Carly Cook and colleagues recently analysed ways of bridging this gap. They found that there are least three key challenges for those hoping to achieve boundary-spanning conservation science. First, scientific and management audiences can have contrasting perceptions about the salience of research. Second, the pursuit of scientific credibility can come at the cost of salience and the legitimacy of science in the eyes of decision makers. And third, different actors can have conflicting views about what constitutes legitimate information. The key to overcoming all three challenges is through meaningful collaboration between scientists and decision makers. To achieve this they nominate four approaches that have proved successful in a number of situations: boundary organisations (independent organisations that work at the nexus of science, policy, and practice and facilitate communication among them), research scientists working within management agencies, formal links between research-focused institutions and management agencies, and training programs for conservation professionals.
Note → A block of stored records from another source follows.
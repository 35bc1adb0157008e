use rust_decimal::Decimal;
use serde::{Deserialize, Serialize};

use super::valuation::AssetStats;

/// Valuation results for one asset group within the portfolio.
#[derive(Debug, Clone, Serialize, Deserialize, PartialEq)]
#[serde(rename_all = "camelCase")]
pub struct AssetPerformance {
    pub symbol: String,
    pub stats: AssetStats,
}

/// Whole-portfolio aggregate: per-asset statistics plus cross-asset totals.
#[derive(Debug, Clone, Default, Serialize, Deserialize, PartialEq)]
#[serde(rename_all = "camelCase")]
pub struct PortfolioStats {
    /// Per-asset results, ordered by symbol.
    pub assets: Vec<AssetPerformance>,
    pub total_value_usd: Decimal,
    pub total_value_try: Decimal,
    pub total_profit_usd: Decimal,
    pub total_profit_try: Decimal,
    pub total_realized_profit_usd: Decimal,
    pub total_realized_profit_try: Decimal,
}
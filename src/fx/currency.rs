use log::warn;
use rust_decimal::Decimal;
use std::collections::HashMap;
use std::sync::OnceLock;

use crate::market_data::{PriceQuote, QuoteCurrency};

use super::fx_model::ExchangeRates;

/// How one unit of a held asset converts into a USD price.
#[derive(Debug, Clone, Copy, PartialEq, Eq)]
pub enum ValuationRule {
    /// Turkish lira cash: one unit is worth 1 / (USD/TRY).
    Lira,
    /// US dollar cash: one unit is worth exactly one dollar.
    UsDollar,
    /// Euro cash: valued at the EUR/USD rate.
    Euro,
    /// Pound sterling cash: valued at the GBP/USD rate.
    Pound,
    /// Anything else: valued at its supplied market quote.
    Quoted,
}

static VALUATION_RULES: OnceLock<HashMap<&'static str, ValuationRule>> = OnceLock::new();

fn get_rules() -> &'static HashMap<&'static str, ValuationRule> {
    VALUATION_RULES.get_or_init(|| {
        let mut map = HashMap::new();

        map.insert("TRY", ValuationRule::Lira);
        map.insert("USD", ValuationRule::UsDollar);
        map.insert("EUR", ValuationRule::Euro);
        map.insert("GBP", ValuationRule::Pound);

        map
    })
}

/// Returns the valuation rule for a normalized symbol. Symbols without a
/// dedicated rule fall through to [`ValuationRule::Quoted`].
pub fn valuation_rule(symbol: &str) -> ValuationRule {
    get_rules()
        .get(symbol)
        .copied()
        .unwrap_or(ValuationRule::Quoted)
}

/// Resolves the current USD unit price for one asset.
///
/// Currency holdings derive their price from the exchange-rate snapshot;
/// every other asset uses its market quote, converted out of TRY when the
/// quote is lira-denominated. A missing quote values the position at zero.
pub fn unit_price_usd(
    symbol: &str,
    quote: Option<&PriceQuote>,
    rates: &ExchangeRates,
) -> Decimal {
    match valuation_rule(symbol) {
        ValuationRule::Lira => {
            if rates.usd_try.is_zero() {
                Decimal::ZERO
            } else {
                Decimal::ONE / rates.usd_try
            }
        }
        ValuationRule::UsDollar => Decimal::ONE,
        ValuationRule::Euro => rates.eur_usd,
        ValuationRule::Pound => rates.gbp_usd,
        ValuationRule::Quoted => match quote {
            Some(quote) => match quote.currency {
                QuoteCurrency::Usd => quote.price,
                QuoteCurrency::Try => {
                    if rates.usd_try.is_zero() {
                        Decimal::ZERO
                    } else {
                        quote.price / rates.usd_try
                    }
                }
            },
            None => {
                warn!("No market quote for {}. Valuing position at zero.", symbol);
                Decimal::ZERO
            }
        },
    }
}
use thiserror::Error;

pub type Result<T> = std::result::Result<T, TransactionError>;

#[derive(Error, Debug)]
pub enum TransactionError {
    #[error("Invalid transaction data: {0}")]
    InvalidData(String),

    #[error("Unsupported transaction type: {0}")]
    UnsupportedType(String),
}
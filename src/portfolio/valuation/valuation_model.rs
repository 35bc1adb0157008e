use rust_decimal::Decimal;
use serde::{Deserialize, Serialize};

/// Computed statistics for one asset's transaction history.
///
/// Recomputed from scratch on every valuation call; there is no persistent
/// identity behind these figures.
#[derive(Debug, Clone, Default, Serialize, Deserialize, PartialEq)]
#[serde(rename_all = "camelCase")]
pub struct AssetStats {
    /// Net holding after all buys and sells, floored at zero.
    pub total_amount: Decimal,
    /// Weighted-average cost basis of the current holding, in USD.
    pub total_cost_usd: Decimal,
    /// Weighted-average cost basis of the current holding, in TRY.
    pub total_cost_try: Decimal,
    /// Average USD cost per unit of the current holding.
    pub average_cost_usd: Decimal,
    pub total_value_usd: Decimal,
    pub total_value_try: Decimal,
    /// Profit crystallized by past sells.
    pub realized_profit_usd: Decimal,
    pub realized_profit_try: Decimal,
    /// Total profit: unrealized on the open position plus realized.
    pub profit_usd: Decimal,
    pub profit_try: Decimal,
    /// Total USD profit over all USD capital ever invested.
    pub profit_ratio: Decimal,
    pub profit_ratio_try: Decimal,
    /// Annualized money-weighted return as a fraction (0.1 = 10%/yr);
    /// zero when no rate is computable.
    pub xirr: f64,
    /// Days between the first transaction and the valuation instant.
    pub days_in_portfolio: i64,
}
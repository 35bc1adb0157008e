pub mod history;
pub mod performance;
pub mod portfolio_model;
pub mod portfolio_service;
pub mod valuation;

#[cfg(test)]
pub(crate) mod tests;

pub use history::*;
pub use performance::*;
pub use portfolio_model::*;
pub use portfolio_service::*;
pub use valuation::*;
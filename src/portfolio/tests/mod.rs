pub(crate) mod history_calculator_tests;
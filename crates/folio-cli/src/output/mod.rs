use serde::Serialize;

use crate::cli::OutputFormat;

/// Render a serializable response to a string in the requested format.
pub fn render<T: Serialize>(value: &T, format: OutputFormat) -> anyhow::Result<String> {
    match format {
        OutputFormat::Pretty => Ok(serde_json::to_string_pretty(value)?),
        OutputFormat::Compact => Ok(serde_json::to_string(value)?),
    }
}

/// Print a serializable response in the requested format.
pub fn output<T: Serialize>(value: &T, format: OutputFormat) -> anyhow::Result<()> {
    let rendered = render(value, format)?;
    println!("{rendered}");
    Ok(())
}
use chrono::{DateTime, Utc};
use schemars::JsonSchema;
use serde::{Deserialize, Serialize};

use super::{ContentRecord, ListedRecord};
use crate::defaults;
use crate::enums::ContentKind;

/// A position on the resume timeline.
#[derive(Debug, Clone, Serialize, Deserialize, JsonSchema, PartialEq, Eq)]
#[serde(rename_all = "camelCase")]
pub struct ExperienceItem {
    pub id: String,
    pub role: String,
    pub company: String,
    /// Free text such as `Jan 2022 - Present`; never parsed.
    pub date_range: String,
    pub responsibilities: Vec<String>,
    #[serde(default, skip_serializing_if = "Option::is_none")]
    pub created_at: Option<DateTime<Utc>>,
    #[serde(default, skip_serializing_if = "Option::is_none")]
    pub updated_at: Option<DateTime<Utc>>,
}

/// A degree or course on the resume timeline.
#[derive(Debug, Clone, Serialize, Deserialize, JsonSchema, PartialEq, Eq)]
#[serde(rename_all = "camelCase")]
pub struct EducationItem {
    pub id: String,
    pub degree: String,
    pub institution: String,
    pub date_range: String,
    pub details: Vec<String>,
    #[serde(default, skip_serializing_if = "Option::is_none")]
    pub created_at: Option<DateTime<Utc>>,
    #[serde(default, skip_serializing_if = "Option::is_none")]
    pub updated_at: Option<DateTime<Utc>>,
}

impl ContentRecord for ExperienceItem {
    const KIND: ContentKind = ContentKind::Experience;

    fn fallback() -> Self {
        defaults::experience()
    }
}

impl ListedRecord for ExperienceItem {
    fn id(&self) -> &str {
        &self.id
    }

    fn created_at(&self) -> Option<DateTime<Utc>> {
        self.created_at
    }

    fn samples() -> Vec<Self> {
        defaults::sample_experiences()
    }
}

impl ContentRecord for EducationItem {
    const KIND: ContentKind = ContentKind::Education;

    fn fallback() -> Self {
        defaults::education()
    }
}

impl ListedRecord for EducationItem {
    fn id(&self) -> &str {
        &self.id
    }

    fn created_at(&self) -> Option<DateTime<Utc>> {
        self.created_at
    }

    fn samples() -> Vec<Self> {
        defaults::sample_education()
    }
}
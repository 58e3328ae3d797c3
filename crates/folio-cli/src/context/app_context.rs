use anyhow::Context;
use folio_config::FolioConfig;
use folio_store::{ContentRepository, DocumentStore, LibsqlStore};

use crate::cli::{GlobalFlags, OutputFormat};

/// Everything a content command needs: the repository and the output format.
pub struct AppContext<S> {
    pub repo: ContentRepository<S>,
    pub format: OutputFormat,
}

impl AppContext<LibsqlStore> {
    /// Open the configured store.
    pub async fn open(config: &FolioConfig, flags: &GlobalFlags) -> anyhow::Result<Self> {
        let store = LibsqlStore::from_config(&config.store)
            .await
            .context("failed to open content store")?;
        tracing::debug!(remote = config.store.is_remote(), "content store opened");
        Ok(Self::new(store, resolve_format(flags, config)))
    }
}

impl<S: DocumentStore> AppContext<S> {
    pub const fn new(store: S, format: OutputFormat) -> Self {
        Self {
            repo: ContentRepository::new(store),
            format,
        }
    }
}

/// `--format` wins; otherwise `general.pretty` decides.
pub fn resolve_format(flags: &GlobalFlags, config: &FolioConfig) -> OutputFormat {
    flags.format.unwrap_or(if config.general.pretty {
        OutputFormat::Pretty
    } else {
        OutputFormat::Compact
    })
}

#[cfg(test)]
mod tests {
    use super::*;

    fn flags(format: Option<OutputFormat>) -> GlobalFlags {
        GlobalFlags {
            format,
            quiet: false,
            verbose: false,
            db: None,
        }
    }

    #[test]
    fn format_follows_config_without_flag() {
        let mut config = FolioConfig::default();
        assert_eq!(resolve_format(&flags(None), &config), OutputFormat::Pretty);
        config.general.pretty = false;
        assert_eq!(resolve_format(&flags(None), &config), OutputFormat::Compact);
    }

    #[test]
    fn format_flag_wins() {
        let config = FolioConfig::default();
        assert_eq!(
            resolve_format(&flags(Some(OutputFormat::Compact)), &config),
            OutputFormat::Compact
        );
    }
}
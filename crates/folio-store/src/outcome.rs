//! Results of list reads.

use folio_core::entities::{EducationItem, ExperienceItem, ListedRecord};

use crate::error::StoreError;

/// What a list read produced.
///
/// Failure is reported next to the data rather than inside it; sample rows
/// only appear when the caller asks for them with [`ListOutcome::or_samples`].
#[derive(Debug)]
pub enum ListOutcome<T> {
    /// At least one document was read and normalized.
    Loaded(Vec<T>),
    /// The read succeeded and the collection held nothing to show.
    Empty,
    /// The store could not be read.
    Failed(StoreError),
}

impl<T: ListedRecord> ListOutcome<T> {
    pub(crate) fn from_records(records: Vec<T>) -> Self {
        if records.is_empty() {
            Self::Empty
        } else {
            Self::Loaded(records)
        }
    }

    /// Loaded records; empty for `Empty` and `Failed`.
    #[must_use]
    pub fn records(&self) -> &[T] {
        match self {
            Self::Loaded(records) => records,
            Self::Empty | Self::Failed(_) => &[],
        }
    }

    #[must_use]
    pub fn into_records(self) -> Vec<T> {
        match self {
            Self::Loaded(records) => records,
            Self::Empty | Self::Failed(_) => Vec::new(),
        }
    }

    /// Loaded records, or the kind's sample rows when nothing was loaded.
    #[must_use]
    pub fn or_samples(self) -> Vec<T> {
        match self {
            Self::Loaded(records) => records,
            Self::Empty | Self::Failed(_) => T::samples(),
        }
    }

    #[must_use]
    pub const fn is_loaded(&self) -> bool {
        matches!(self, Self::Loaded(_))
    }

    #[must_use]
    pub const fn is_empty(&self) -> bool {
        matches!(self, Self::Empty)
    }

    #[must_use]
    pub const fn is_failed(&self) -> bool {
        matches!(self, Self::Failed(_))
    }

    /// The store error, if the read failed.
    #[must_use]
    pub const fn error(&self) -> Option<&StoreError> {
        match self {
            Self::Failed(e) => Some(e),
            Self::Loaded(_) | Self::Empty => None,
        }
    }
}

/// Experience and education, read together for the resume page.
#[derive(Debug)]
pub struct Resume {
    pub experience: ListOutcome<ExperienceItem>,
    pub education: ListOutcome<EducationItem>,
}
use anyhow::{Context, bail};
use serde::Serialize;
use serde_json::Value;

use folio_core::entities::{
    AboutContent, BlogPost, EducationItem, ExperienceItem, HomeContent, ListedRecord, Project,
    SkillExperience,
};
use folio_core::enums::{ContentKind, SortDirection};
use folio_store::{DocumentStore, ListOutcome};

use crate::cli::root_commands::{ListArgs, PostArgs};
use crate::context::AppContext;

fn to_value<T: Serialize>(value: &T) -> anyhow::Result<Value> {
    serde_json::to_value(value).context("failed to serialize response")
}

/// Handle `folio home`.
pub async fn home<S: DocumentStore>(ctx: &AppContext<S>) -> anyhow::Result<Value> {
    let home: HomeContent = ctx.repo.fetch_singleton().await;
    to_value(&home)
}

/// Handle `folio about`.
pub async fn about<S: DocumentStore>(ctx: &AppContext<S>) -> anyhow::Result<Value> {
    let about: AboutContent = ctx.repo.fetch_singleton().await;
    to_value(&about)
}

/// Handle `folio list`.
pub async fn list<S: DocumentStore>(args: &ListArgs, ctx: &AppContext<S>) -> anyhow::Result<Value> {
    match args.kind {
        ContentKind::Home | ContentKind::About => bail!(
            "'{}' is a single document; use `folio {}` instead",
            args.kind,
            args.kind
        ),
        ContentKind::Experience => list_kind::<S, ExperienceItem>(args, ctx).await,
        ContentKind::Education => list_kind::<S, EducationItem>(args, ctx).await,
        ContentKind::SkillExperience => list_kind::<S, SkillExperience>(args, ctx).await,
        ContentKind::BlogPost => list_kind::<S, BlogPost>(args, ctx).await,
        ContentKind::Project => list_kind::<S, Project>(args, ctx).await,
    }
}

async fn list_kind<S: DocumentStore, T: ListedRecord>(
    args: &ListArgs,
    ctx: &AppContext<S>,
) -> anyhow::Result<Value> {
    let direction = if args.ascending {
        SortDirection::Ascending
    } else {
        SortDirection::Descending
    };
    let outcome = ctx.repo.fetch_list::<T>(&args.order_by, direction).await;
    let records = match outcome {
        outcome if args.samples => outcome.or_samples(),
        ListOutcome::Failed(error) => {
            return Err(error).with_context(|| format!("failed to list {}", args.kind));
        }
        outcome => outcome.into_records(),
    };
    to_value(&records)
}

/// Handle `folio post`.
pub async fn post<S: DocumentStore>(args: &PostArgs, ctx: &AppContext<S>) -> anyhow::Result<Value> {
    match ctx.repo.fetch_by_slug(&args.slug).await {
        Some(post) => to_value(&post),
        None => bail!("no blog post found for slug '{}'", args.slug),
    }
}
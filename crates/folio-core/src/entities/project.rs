use chrono::{DateTime, Utc};
use schemars::JsonSchema;
use serde::{Deserialize, Serialize};

use super::{ContentRecord, ListedRecord};
use crate::defaults;
use crate::enums::ContentKind;

/// A portfolio project card.
#[derive(Debug, Clone, Serialize, Deserialize, JsonSchema, PartialEq, Eq)]
#[serde(rename_all = "camelCase")]
pub struct Project {
    pub id: String,
    pub title: String,
    pub description: String,
    pub image_url: String,
    pub image_hint: String,
    pub tags: Vec<String>,
    #[serde(default, skip_serializing_if = "Option::is_none")]
    pub live_demo_url: Option<String>,
    #[serde(default, skip_serializing_if = "Option::is_none")]
    pub repo_url: Option<String>,
    #[serde(default, skip_serializing_if = "Option::is_none")]
    pub created_at: Option<DateTime<Utc>>,
    #[serde(default, skip_serializing_if = "Option::is_none")]
    pub updated_at: Option<DateTime<Utc>>,
}

impl ContentRecord for Project {
    const KIND: ContentKind = ContentKind::Project;

    fn fallback() -> Self {
        defaults::project()
    }
}

impl ListedRecord for Project {
    fn id(&self) -> &str {
        &self.id
    }

    fn created_at(&self) -> Option<DateTime<Utc>> {
        self.created_at
    }

    fn samples() -> Vec<Self> {
        defaults::sample_projects()
    }
}
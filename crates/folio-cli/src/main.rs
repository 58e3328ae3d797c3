use clap::Parser;

mod bootstrap;
mod cli;
mod commands;
mod context;
mod output;

#[tokio::main]
async fn main() {
    if let Err(error) = run().await {
        eprintln!("folio error: {error:#}");
        std::process::exit(1);
    }
}

async fn run() -> anyhow::Result<()> {
    let cli = cli::Cli::parse();
    init_tracing(cli.quiet, cli.verbose)?;

    let flags = cli.global_flags();

    match &cli.command {
        cli::Commands::Kinds => return commands::kinds::handle(&flags),
        cli::Commands::Schema(args) => return commands::schema::handle(args, &flags),
        _ => {}
    }

    let config = bootstrap::load_config(&flags)?;
    let ctx = context::AppContext::open(&config, &flags).await?;
    commands::dispatch::dispatch(cli.command, &ctx).await
}

fn init_tracing(quiet: bool, verbose: bool) -> anyhow::Result<()> {
    let level = if quiet {
        "error"
    } else if verbose {
        "debug"
    } else {
        "warn"
    };

    let filter = tracing_subscriber::EnvFilter::try_from_env("FOLIO_LOG")
        .unwrap_or_else(|_| tracing_subscriber::EnvFilter::new(level));

    tracing_subscriber::fmt()
        .with_env_filter(filter)
        .with_writer(std::io::stderr)
        .try_init()
        .map_err(|error| anyhow::anyhow!("failed to initialize tracing subscriber: {error}"))?;

    Ok(())
}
Breaking down the boundaries between different groups of conservation professionals, and different scientific disciplines, requires that these different groups be prepared to engage with one another and to challenge traditional models of knowledge production. While this may require some additional effort, there are many rewards for those willing to invest their time and energy.
Cook CN, MB Mascia, MW Schwartz, HP Possingham & RA Fuller (2013). Achieving conservation science that bridges the knowledge-action boundary. Conservation Biology, 27(4): 669-678.